Transcribe the data in full, keeping each line exactly as it appears.

Stored data entries:
┄┄┄┄┄┄

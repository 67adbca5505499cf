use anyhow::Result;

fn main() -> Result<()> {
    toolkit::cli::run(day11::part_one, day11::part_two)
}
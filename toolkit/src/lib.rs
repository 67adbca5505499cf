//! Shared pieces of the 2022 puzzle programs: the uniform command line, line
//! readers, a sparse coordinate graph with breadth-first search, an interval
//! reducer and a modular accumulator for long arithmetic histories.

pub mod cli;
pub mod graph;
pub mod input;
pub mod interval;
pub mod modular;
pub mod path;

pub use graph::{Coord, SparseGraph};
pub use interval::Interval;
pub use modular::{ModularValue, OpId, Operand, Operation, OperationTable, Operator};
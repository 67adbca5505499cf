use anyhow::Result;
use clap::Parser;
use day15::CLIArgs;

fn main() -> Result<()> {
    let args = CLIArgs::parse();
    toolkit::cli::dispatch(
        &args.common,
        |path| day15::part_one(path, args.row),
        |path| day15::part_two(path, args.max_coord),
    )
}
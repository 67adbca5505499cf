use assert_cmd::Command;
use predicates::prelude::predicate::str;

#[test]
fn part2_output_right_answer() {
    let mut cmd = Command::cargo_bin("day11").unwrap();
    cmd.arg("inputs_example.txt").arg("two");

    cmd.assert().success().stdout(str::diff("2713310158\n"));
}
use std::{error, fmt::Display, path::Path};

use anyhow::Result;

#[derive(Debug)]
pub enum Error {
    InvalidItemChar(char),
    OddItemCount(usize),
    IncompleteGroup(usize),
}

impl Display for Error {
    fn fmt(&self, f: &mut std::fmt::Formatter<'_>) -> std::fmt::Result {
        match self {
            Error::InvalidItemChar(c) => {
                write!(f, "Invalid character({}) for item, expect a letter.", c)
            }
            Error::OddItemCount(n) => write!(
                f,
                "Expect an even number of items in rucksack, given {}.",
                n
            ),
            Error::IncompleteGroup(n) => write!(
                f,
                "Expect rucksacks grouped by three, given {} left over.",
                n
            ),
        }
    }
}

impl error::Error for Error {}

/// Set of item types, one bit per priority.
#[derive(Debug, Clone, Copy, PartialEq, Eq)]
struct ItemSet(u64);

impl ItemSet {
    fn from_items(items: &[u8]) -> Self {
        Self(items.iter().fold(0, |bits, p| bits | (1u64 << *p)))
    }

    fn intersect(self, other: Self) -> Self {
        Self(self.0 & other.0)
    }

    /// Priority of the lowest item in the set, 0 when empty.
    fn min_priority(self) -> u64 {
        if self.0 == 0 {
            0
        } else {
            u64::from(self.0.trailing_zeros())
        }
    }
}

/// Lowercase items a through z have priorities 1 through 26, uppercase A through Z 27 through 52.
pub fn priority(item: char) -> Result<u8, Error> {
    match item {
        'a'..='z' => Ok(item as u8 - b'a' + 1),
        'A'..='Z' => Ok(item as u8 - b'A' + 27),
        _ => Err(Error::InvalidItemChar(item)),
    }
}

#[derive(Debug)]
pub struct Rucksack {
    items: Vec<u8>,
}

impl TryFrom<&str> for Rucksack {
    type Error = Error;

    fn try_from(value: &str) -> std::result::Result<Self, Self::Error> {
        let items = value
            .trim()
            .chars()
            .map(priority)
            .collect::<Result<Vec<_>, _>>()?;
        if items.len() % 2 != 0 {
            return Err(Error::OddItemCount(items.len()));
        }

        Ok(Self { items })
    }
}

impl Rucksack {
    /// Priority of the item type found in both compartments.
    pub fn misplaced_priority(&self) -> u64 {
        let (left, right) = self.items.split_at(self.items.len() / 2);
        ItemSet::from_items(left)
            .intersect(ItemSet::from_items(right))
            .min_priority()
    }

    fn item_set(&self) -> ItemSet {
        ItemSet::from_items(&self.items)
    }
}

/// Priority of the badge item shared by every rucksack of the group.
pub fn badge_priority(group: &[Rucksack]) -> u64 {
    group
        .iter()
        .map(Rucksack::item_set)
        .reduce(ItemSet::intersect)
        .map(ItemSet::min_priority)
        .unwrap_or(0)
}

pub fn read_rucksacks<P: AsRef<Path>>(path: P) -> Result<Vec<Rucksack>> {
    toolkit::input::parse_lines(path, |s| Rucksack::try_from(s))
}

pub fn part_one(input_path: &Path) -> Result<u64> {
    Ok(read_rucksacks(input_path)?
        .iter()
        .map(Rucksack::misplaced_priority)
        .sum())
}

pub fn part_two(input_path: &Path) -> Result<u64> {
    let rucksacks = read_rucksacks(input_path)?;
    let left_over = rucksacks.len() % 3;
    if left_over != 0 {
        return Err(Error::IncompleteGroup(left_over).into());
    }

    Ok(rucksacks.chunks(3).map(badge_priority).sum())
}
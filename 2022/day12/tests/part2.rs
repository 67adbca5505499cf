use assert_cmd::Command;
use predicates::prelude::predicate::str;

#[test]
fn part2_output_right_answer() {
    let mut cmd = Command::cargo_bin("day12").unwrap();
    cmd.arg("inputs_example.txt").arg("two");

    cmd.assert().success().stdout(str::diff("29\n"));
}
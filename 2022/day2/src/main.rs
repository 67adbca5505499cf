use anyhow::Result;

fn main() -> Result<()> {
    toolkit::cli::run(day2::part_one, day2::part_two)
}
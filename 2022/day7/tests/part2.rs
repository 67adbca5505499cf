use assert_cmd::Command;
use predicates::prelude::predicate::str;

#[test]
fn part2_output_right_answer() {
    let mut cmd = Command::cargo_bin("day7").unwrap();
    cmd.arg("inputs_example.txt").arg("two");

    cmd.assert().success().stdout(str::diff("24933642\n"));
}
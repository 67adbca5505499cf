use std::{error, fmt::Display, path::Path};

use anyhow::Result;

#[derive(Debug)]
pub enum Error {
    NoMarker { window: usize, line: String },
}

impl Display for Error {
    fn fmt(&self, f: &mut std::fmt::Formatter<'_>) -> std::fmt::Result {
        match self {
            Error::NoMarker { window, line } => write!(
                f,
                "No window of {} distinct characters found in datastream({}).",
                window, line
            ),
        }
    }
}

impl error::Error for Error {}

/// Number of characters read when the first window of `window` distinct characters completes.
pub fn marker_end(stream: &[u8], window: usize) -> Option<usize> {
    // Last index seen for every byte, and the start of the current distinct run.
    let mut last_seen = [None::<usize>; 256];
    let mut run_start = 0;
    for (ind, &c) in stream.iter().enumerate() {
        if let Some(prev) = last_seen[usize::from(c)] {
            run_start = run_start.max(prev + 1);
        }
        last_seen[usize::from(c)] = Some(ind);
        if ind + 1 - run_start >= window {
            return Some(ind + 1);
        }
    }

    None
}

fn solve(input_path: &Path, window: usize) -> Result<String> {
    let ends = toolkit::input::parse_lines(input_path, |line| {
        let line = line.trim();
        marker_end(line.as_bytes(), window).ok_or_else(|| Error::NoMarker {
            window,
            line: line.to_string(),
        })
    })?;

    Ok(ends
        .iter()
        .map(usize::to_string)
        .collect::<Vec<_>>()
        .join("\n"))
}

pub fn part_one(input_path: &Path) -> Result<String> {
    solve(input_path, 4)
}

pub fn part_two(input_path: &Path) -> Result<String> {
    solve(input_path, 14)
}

┄┄┄┄┄┄

● **RESPONSE TO THIS TASK**
repository 67adbca5505499cf
use anyhow::Result;

fn main() -> Result<()> {
    toolkit::cli::run(day11::part_one, day11::part_two)
}
filename toolkit/src/lib.rs
repository 67adbca5505499cf
//! Shared pieces of the 2022 puzzle programs: the uniform command line, line
//! readers, a sparse coordinate graph with breadth-first search, an interval
//! reducer and a modular accumulator for long arithmetic histories.

pub mod cli;
pub mod graph;
pub mod input;
pub mod interval;
pub mod modular;
pub mod path;

pub use graph::{Coord, SparseGraph};
pub use interval::Interval;
pub use modular::{ModularValue, OpId, Operand, Operation, OperationTable, Operator};
repository 67adbca5505499cf
use anyhow::Result;
use clap::Parser;
use day15::CLIArgs;

fn main() -> Result<()> {
    let args = CLIArgs::parse();
    toolkit::cli::dispatch(
        &args.common,
        |path| day15::part_one(path, args.row),
        |path| day15::part_two(path, args.max_coord),
    )
}
repository 67adbca5505499cf
use assert_cmd::Command;
use predicates::prelude::predicate::str;

#[test]
fn part2_output_right_answer() {
    let mut cmd = Command::cargo_bin("day11").unwrap();
    cmd.arg("inputs_example.txt").arg("two");

    cmd.assert().success().stdout(str::diff("2713310158\n"));
}
use std::{error, fmt::Display, path::Path};

use anyhow::Result;

#[derive(Debug)]
pub enum Error {
    InvalidItemChar(char),
    OddItemCount(usize),
    IncompleteGroup(usize),
}

impl Display for Error {
    fn fmt(&self, f: &mut std::fmt::Formatter<'_>) -> std::fmt::Result {
        match self {
            Error::InvalidItemChar(c) => {
                write!(f, "Invalid character({}) for item, expect a letter.", c)
            }
            Error::OddItemCount(n) => write!(
                f,
                "Expect an even number of items in rucksack, given {}.",
                n
            ),
            Error::IncompleteGroup(n) => write!(
                f,
                "Expect rucksacks grouped by three, given {} left over.",
                n
            ),
        }
    }
}

impl error::Error for Error {}

/// Set of item types, one bit per priority.
#[derive(Debug, Clone, Copy, PartialEq, Eq)]
struct ItemSet(u64);

impl ItemSet {
    fn from_items(items: &[u8]) -> Self {
        Self(items.iter().fold(0, |bits, p| bits | (1u64 << *p)))
    }

    fn intersect(self, other: Self) -> Self {
        Self(self.0 & other.0)
    }

    /// Priority of the lowest item in the set, 0 when empty.
    fn min_priority(self) -> u64 {
        if self.0 == 0 {
            0
        } else {
            u64::from(self.0.trailing_zeros())
        }
    }
}

/// Lowercase items a through z have priorities 1 through 26, uppercase A through Z 27 through 52.
pub fn priority(item: char) -> Result<u8, Error> {
    match item {
        'a'..='z' => Ok(item as u8 - b'a' + 1),
        'A'..='Z' => Ok(item as u8 - b'A' + 27),
        _ => Err(Error::InvalidItemChar(item)),
    }
}

#[derive(Debug)]
pub struct Rucksack {
    items: Vec<u8>,
}

impl TryFrom<&str> for Rucksack {
    type Error = Error;

    fn try_from(value: &str) -> std::result::Result<Self, Self::Error> {
        let items = value
            .trim()
            .chars()
            .map(priority)
            .collect::<Result<Vec<_>, _>>()?;
        if items.len() % 2 != 0 {
            return Err(Error::OddItemCount(items.len()));
        }

        Ok(Self { items })
    }
}

impl Rucksack {
    /// Priority of the item type found in both compartments.
    pub fn misplaced_priority(&self) -> u64 {
        let (left, right) = self.items.split_at(self.items.len() / 2);
        ItemSet::from_items(left)
            .intersect(ItemSet::from_items(right))
            .min_priority()
    }

    fn item_set(&self) -> ItemSet {
        ItemSet::from_items(&self.items)
    }
}

/// Priority of the badge item shared by every rucksack of the group.
pub fn badge_priority(group: &[Rucksack]) -> u64 {
    group
        .iter()
        .map(Rucksack::item_set)
        .reduce(ItemSet::intersect)
        .map(ItemSet::min_priority)
        .unwrap_or(0)
}

pub fn read_rucksacks<P: AsRef<Path>>(path: P) -> Result<Vec<Rucksack>> {
    toolkit::input::parse_lines(path, |s| Rucksack::try_from(s))
}

pub fn part_one(input_path: &Path) -> Result<u64> {
    Ok(read_rucksacks(input_path)?
        .iter()
        .map(Rucksack::misplaced_priority)
        .sum())
}

pub fn part_two(input_path: &Path) -> Result<u64> {
    let rucksacks = read_rucksacks(input_path)?;
    let left_over = rucksacks.len() % 3;
    if left_over != 0 {
        return Err(Error::IncompleteGroup(left_over).into());
    }

    Ok(rucksacks.chunks(3).map(badge_priority).sum())
}
filename 2022/day12/tests/part2.rs
repository 67adbca5505499cf
use assert_cmd::Command;
use predicates::prelude::predicate::str;

#[test]
fn part2_output_right_answer() {
    let mut cmd = Command::cargo_bin("day12").unwrap();
    cmd.arg("inputs_example.txt").arg("two");

    cmd.assert().success().stdout(str::diff("29\n"));
}
filename 2022/day2/src/main.rs
repository 67adbca5505499cf
use anyhow::Result;

fn main() -> Result<()> {
    toolkit::cli::run(day2::part_one, day2::part_two)
}
filename 2022/day7/tests/part2.rs
repository 67adbca5505499cf
use assert_cmd::Command;
use predicates::prelude::predicate::str;

#[test]
fn part2_output_right_answer() {
    let mut cmd = Command::cargo_bin("day7").unwrap();
    cmd.arg("inputs_example.txt").arg("two");

    cmd.assert().success().stdout(str::diff("24933642\n"));
}
repository 67adbca5505499cf
use std::{error, fmt::Display, path::Path};

use anyhow::Result;

#[derive(Debug)]
pub enum Error {
    NoMarker { window: usize, line: String },
}

impl Display for Error {
    fn fmt(&self, f: &mut std::fmt::Formatter<'_>) -> std::fmt::Result {
        match self {
            Error::NoMarker { window, line } => write!(
                f,
                "No window of {} distinct characters found in datastream({}).",
                window, line
            ),
        }
    }
}

impl error::Error for Error {}

/// Number of characters read when the first window of `window` distinct characters completes.
pub fn marker_end(stream: &[u8], window: usize) -> Option<usize> {
    // Last index seen for every byte, and the start of the current distinct run.
    let mut last_seen = [None::<usize>; 256];
    let mut run_start = 0;
    for (ind, &c) in stream.iter().enumerate() {
        if let Some(prev) = last_seen[usize::from(c)] {
            run_start = run_start.max(prev + 1);
        }
        last_seen[usize::from(c)] = Some(ind);
        if ind + 1 - run_start >= window {
            return Some(ind + 1);
        }
    }

    None
}

fn solve(input_path: &Path, window: usize) -> Result<String> {
    let ends = toolkit::input::parse_lines(input_path, |line| {
        let line = line.trim();
        marker_end(line.as_bytes(), window).ok_or_else(|| Error::NoMarker {
            window,
            line: line.to_string(),
        })
    })?;

    Ok(ends
        .iter()
        .map(usize::to_string)
        .collect::<Vec<_>>()
        .join("\n"))
}

pub fn part_one(input_path: &Path) -> Result<String> {
    solve(input_path, 4)
}

pub fn part_two(input_path: &Path) -> Result<String> {
    solve(input_path, 14)
}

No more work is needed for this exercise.